Stored records:
#[cfg(test)]
mod tests {
    use super::*;
    use crate::input::MemoryTexture;
    use approx::assert_abs_diff_eq;
    use mipcache_core::DataFormat;

    #[test]
    fn test_latlong_coords() {
        let (s, t) = latlong_coords([1.0, 0.0, 0.0]);
        assert_abs_diff_eq!(s, 0.5, epsilon = 1e-6);
        assert_abs_diff_eq!(t, 0.5, epsilon = 1e-6);
        let (_, t) = latlong_coords([0.0, 1.0, 0.0]);
        assert_abs_diff_eq!(t, 0.0, epsilon = 1e-6);
        let (s, _) = latlong_coords([0.0, 0.0, 1.0]);
        assert_abs_diff_eq!(s, 0.75, epsilon = 1e-6);
    }

    #[test]
    fn test_cube_face_selection() {
        assert_eq!(cube_face([2.0, 1.0, -1.0]), 0);
        assert_eq!(cube_face([0.0, 3.0, 1.0]), 1);
        assert_eq!(cube_face([0.1, 0.1, 1.0]), 2);
        assert_eq!(cube_face([-2.0, 1.0, 1.0]), 3);
        assert_eq!(cube_face([0.0, -1.0, 0.5]), 4);
        assert_eq!(cube_face([0.0, 0.0, -1.0]), 5);
    }

    #[test]
    fn test_cube_face_centres() {
        // Face axes land at the centre of their cell.
        let axes = [
            [1.0, 0.0, 0.0],
            [0.0, 1.0, 0.0],
            [0.0, 0.0, 1.0],
            [-1.0, 0.0, 0.0],
            [0.0, -1.0, 0.0],
            [0.0, 0.0, -1.0],
        ];
        for (face, d) in axes.into_iter().enumerate() {
            let (s, t) = cube_face_coords(face, d, 1.0);
            assert_abs_diff_eq!(s, ((face % 3) as f32 + 0.5) / 3.0, epsilon = 1e-6);
            assert_abs_diff_eq!(t, ((face / 3) as f32 + 0.5) / 2.0, epsilon = 1e-6);
        }
    }

    fn face_colours() -> Arc<dyn TextureInput> {
        // Each face holds its index / 10.
        let (w, h) = (24u32, 16u32);
        let values: Vec<f32> = (0..w * h)
            .map(|i| {
                let (x, y) = (i % w, i / w);
                (y / 8 * 3 + x / 8) as f32 / 10.0
            })
            .collect();
        Arc::new(
            MemoryTexture::builder("cube.tex")
                .format(DataFormat::F32)
                .tiled(8, 8)
                .attr(ATTR_ENV_LAYOUT, "cubeface")
                .level(w, h, 1, &values)
                .build()
                .unwrap(),
        )
    }

    #[test]
    fn test_cube_face_lookup_stays_on_face() {
        let sampler = create(face_colours(), Arc::new(RandomOffsetTable::new())).unwrap();
        let opts = sampler.default_sample_options();
        let mut out = [0.0];
        for d in [[0.0, 0.0, -1.0], [1.0, 0.2, 0.1], [0.0, -1.0, 0.3]] {
            sampler.sample(&DirectionQuad::around(d, 0.6), &opts, &mut out).unwrap();
            let expected = cube_face(normalize(d)) as f32 / 10.0;
            assert_abs_diff_eq!(out[0], expected, epsilon = 1e-6);
        }
    }

    #[test]
    fn test_cube_face_blur_stays_on_split_levels() {
        // Face-coded levels down to 3x2, then levels that no longer split
        // into faces and hold a value no lookup may return.
        let face_level = |w: u32, h: u32| -> Vec<f32> {
            (0..w * h)
                .map(|i| ((i / w) / (h / 2) * 3 + (i % w) / (w / 3)) as f32 / 10.0)
                .collect()
        };
        let mut builder = MemoryTexture::builder("pyramid.tex")
            .format(DataFormat::F32)
            .attr(ATTR_ENV_LAYOUT, "cubeface");
        for (w, h) in [(24, 16), (12, 8), (6, 4), (3, 2)] {
            builder = builder.level(w, h, 1, &face_level(w, h));
        }
        let tex = builder.level(2, 1, 1, &[9.0; 2]).level(1, 1, 1, &[9.0]).build().unwrap();
        let sampler = create(Arc::new(tex), Arc::new(RandomOffsetTable::new())).unwrap();

        let opts = SampleOptions {
            blur: 1.0,
            ..sampler.default_sample_options()
        };
        let mut out = [0.0];
        for d in [[0.0, 0.0, 1.0], [0.0, -1.0, 0.3], [-1.0, 0.1, 0.2]] {
            sampler.sample(&DirectionQuad::around(d, 0.3), &opts, &mut out).unwrap();
            assert_abs_diff_eq!(out[0], cube_face(normalize(d)) as f32 / 10.0, epsilon = 1e-6);
        }
    }

    #[test]
    fn test_cube_face_rejects_bad_size() {
        let tex = MemoryTexture::builder("c.tex")
            .attr(ATTR_ENV_LAYOUT, "cubeface")
            .level(10, 4, 1, &[0.0; 40])
            .build()
            .unwrap();
        let result = create(Arc::new(tex), Arc::new(RandomOffsetTable::new()));
        assert!(matches!(result, Err(TextureError::BadTexture(_))));
    }

    #[test]
    fn test_latlong_lookup() {
        // Top half bright sky, bottom half dark ground.
        let (w, h) = (32u32, 16u32);
        let values: Vec<f32> = (0..w * h).map(|i| if i / w < h / 2 { 1.0 } else { 0.0 }).collect();
        let tex = MemoryTexture::builder("sky.tex")
            .format(DataFormat::F32)
            .level(w, h, 1, &values)
            .build()
            .unwrap();
        let sampler = create(Arc::new(tex), Arc::new(RandomOffsetTable::new())).unwrap();
        let opts = sampler.default_sample_options();
        assert_eq!(opts.s_wrap, WrapMode::Periodic);

        let mut out = [0.0];
        sampler.sample(&DirectionQuad::around([0.3, 1.0, 0.2], 0.05), &opts, &mut out).unwrap();
        assert_abs_diff_eq!(out[0], 1.0, epsilon = 1e-6);
        sampler.sample(&DirectionQuad::around([-0.5, -1.0, 0.1], 0.05), &opts, &mut out).unwrap();
        assert_abs_diff_eq!(out[0], 0.0, epsilon = 1e-6);

        // Across the s seam the lookup still sees only sky.
        sampler.sample(&DirectionQuad::around([-1.0, 0.6, 0.001], 0.2), &opts, &mut out).unwrap();
        assert_abs_diff_eq!(out[0], 1.0, epsilon = 1e-6);
    }

    #[test]
    fn test_unknown_layout() {
        let tex = MemoryTexture::builder("e.tex").attr(ATTR_ENV_LAYOUT, "octahedral").level(2, 2, 1, &[0.0; 4]).build().unwrap();
        assert!(create(Arc::new(tex), Arc::new(RandomOffsetTable::new())).is_err());
    }

    #[test]
    fn test_dummy() {
        let dummy = create_dummy();
        let opts = SampleOptions {
            fill: 0.3,
            ..SampleOptions::default()
        };
        let mut out = [0.0; 2];
        dummy.sample(&DirectionQuad::around([0.0, 0.0, 1.0], 0.1), &opts, &mut out).unwrap();
        assert_eq!(out, [0.3, 0.0]);
    }
}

What this task involves
From the first line to the last, retype the records exactly as they stand above.

Result
#[cfg(test)]
mod tests {
    use super::*;
    use crate::input::MemoryTexture;
    use approx::assert_abs_diff_eq;
    use mipcache_core::DataFormat;

    #[test]
    fn test_latlong_coords() {
        let (s, t) = latlong_coords([1.0, 0.0, 0.0]);
        assert_abs_diff_eq!(s, 0.5, epsilon = 1e-6);
        assert_abs_diff_eq!(t, 0.5, epsilon = 1e-6);
        let (_, t) = latlong_coords([0.0, 1.0, 0.0]);
        assert_abs_diff_eq!(t, 0.0, epsilon = 1e-6);
        let (s, _) = latlong_coords([0.0, 0.0, 1.0]);
        assert_abs_diff_eq!(s, 0.75, epsilon = 1e-6);
    }

    #[test]
    fn test_cube_face_selection() {
        assert_eq!(cube_face([2.0, 1.0, -1.0]), 0);
        assert_eq!(cube_face([0.0, 3.0, 1.0]), 1);
        assert_eq!(cube_face([0.1, 0.1, 1.0]), 2);
        assert_eq!(cube_face([-2.0, 1.0, 1.0]), 3);
        assert_eq!(cube_face([0.0, -1.0, 0.5]), 4);
        assert_eq!(cube_face([0.0, 0.0, -1.0]), 5);
    }

    #[test]
    fn test_cube_face_centres() {
        // Face axes land at the centre of their cell.
        let axes = [
            [1.0, 0.0, 0.0],
            [0.0, 1.0, 0.0],
            [0.0, 0.0, 1.0],
            [-1.0, 0.0, 0.0],
            [0.0, -1.0, 0.0],
            [0.0, 0.0, -1.0],
        ];
        for (face, d) in axes.into_iter().enumerate() {
            let (s, t) = cube_face_coords(face, d, 1.0);
            assert_abs_diff_eq!(s, ((face % 3) as f32 + 0.5) / 3.0, epsilon = 1e-6);
            assert_abs_diff_eq!(t, ((face / 3) as f32 + 0.5) / 2.0, epsilon = 1e-6);
        }
    }

    fn face_colours() -> Arc<dyn TextureInput> {
        // Each face holds its index / 10.
        let (w, h) = (24u32, 16u32);
        let values: Vec<f32> = (0..w * h)
            .map(|i| {
                let (x, y) = (i % w, i / w);
                (y / 8 * 3 + x / 8) as f32 / 10.0
            })
            .collect();
        Arc::new(
            MemoryTexture::builder("cube.tex")
                .format(DataFormat::F32)
                .tiled(8, 8)
                .attr(ATTR_ENV_LAYOUT, "cubeface")
                .level(w, h, 1, &values)
                .build()
                .unwrap(),
        )
    }

    #[test]
    fn test_cube_face_lookup_stays_on_face() {
        let sampler = create(face_colours(), Arc::new(RandomOffsetTable::new())).unwrap();
        let opts = sampler.default_sample_options();
        let mut out = [0.0];
        for d in [[0.0, 0.0, -1.0], [1.0, 0.2, 0.1], [0.0, -1.0, 0.3]] {
            sampler.sample(&DirectionQuad::around(d, 0.6), &opts, &mut out).unwrap();
            let expected = cube_face(normalize(d)) as f32 / 10.0;
            assert_abs_diff_eq!(out[0], expected, epsilon = 1e-6);
        }
    }

    #[test]
    fn test_cube_face_blur_stays_on_split_levels() {
        // Face-coded levels down to 3x2, then levels that no longer split
        // into faces and hold a value no lookup may return.
        let face_level = |w: u32, h: u32| -> Vec<f32> {
            (0..w * h)
                .map(|i| ((i / w) / (h / 2) * 3 + (i % w) / (w / 3)) as f32 / 10.0)
                .collect()
        };
        let mut builder = MemoryTexture::builder("pyramid.tex")
            .format(DataFormat::F32)
            .attr(ATTR_ENV_LAYOUT, "cubeface");
        for (w, h) in [(24, 16), (12, 8), (6, 4), (3, 2)] {
            builder = builder.level(w, h, 1, &face_level(w, h));
        }
        let tex = builder.level(2, 1, 1, &[9.0; 2]).level(1, 1, 1, &[9.0]).build().unwrap();
        let sampler = create(Arc::new(tex), Arc::new(RandomOffsetTable::new())).unwrap();

        let opts = SampleOptions {
            blur: 1.0,
            ..sampler.default_sample_options()
        };
        let mut out = [0.0];
        for d in [[0.0, 0.0, 1.0], [0.0, -1.0, 0.3], [-1.0, 0.1, 0.2]] {
            sampler.sample(&DirectionQuad::around(d, 0.3), &opts, &mut out).unwrap();
            assert_abs_diff_eq!(out[0], cube_face(normalize(d)) as f32 / 10.0, epsilon = 1e-6);
        }
    }

    #[test]
    fn test_cube_face_rejects_bad_size() {
        let tex = MemoryTexture::builder("c.tex")
            .attr(ATTR_ENV_LAYOUT, "cubeface")
            .level(10, 4, 1, &[0.0; 40])
            .build()
            .unwrap();
        let result = create(Arc::new(tex), Arc::new(RandomOffsetTable::new()));
        assert!(matches!(result, Err(TextureError::BadTexture(_))));
    }

    #[test]
    fn test_latlong_lookup() {
        // Top half bright sky, bottom half dark ground.
        let (w, h) = (32u32, 16u32);
        let values: Vec<f32> = (0..w * h).map(|i| if i / w < h / 2 { 1.0 } else { 0.0 }).collect();
        let tex = MemoryTexture::builder("sky.tex")
            .format(DataFormat::F32)
            .level(w, h, 1, &values)
            .build()
            .unwrap();
        let sampler = create(Arc::new(tex), Arc::new(RandomOffsetTable::new())).unwrap();
        let opts = sampler.default_sample_options();
        assert_eq!(opts.s_wrap, WrapMode::Periodic);

        let mut out = [0.0];
        sampler.sample(&DirectionQuad::around([0.3, 1.0, 0.2], 0.05), &opts, &mut out).unwrap();
        assert_abs_diff_eq!(out[0], 1.0, epsilon = 1e-6);
        sampler.sample(&DirectionQuad::around([-0.5, -1.0, 0.1], 0.05), &opts, &mut out).unwrap();
        assert_abs_diff_eq!(out[0], 0.0, epsilon = 1e-6);

        // Across the s seam the lookup still sees only sky.
        sampler.sample(&DirectionQuad::around([-1.0, 0.6, 0.001], 0.2), &opts, &mut out).unwrap();
        assert_abs_diff_eq!(out[0], 1.0, epsilon = 1e-6);
    }

    #[test]
    fn test_unknown_layout() {
        let tex = MemoryTexture::builder("e.tex").attr(ATTR_ENV_LAYOUT, "octahedral").level(2, 2, 1, &[0.0; 4]).build().unwrap();
        assert!(create(Arc::new(tex), Arc::new(RandomOffsetTable::new())).is_err());
    }

    #[test]
    fn test_dummy() {
        let dummy = create_dummy();
        let opts = SampleOptions {
            fill: 0.3,
            ..SampleOptions::default()
        };
        let mut out = [0.0; 2];
        dummy.sample(&DirectionQuad::around([0.0, 0.0, 1.0], 0.1), &opts, &mut out).unwrap();
        assert_eq!(out, [0.3, 0.0]);
    }
}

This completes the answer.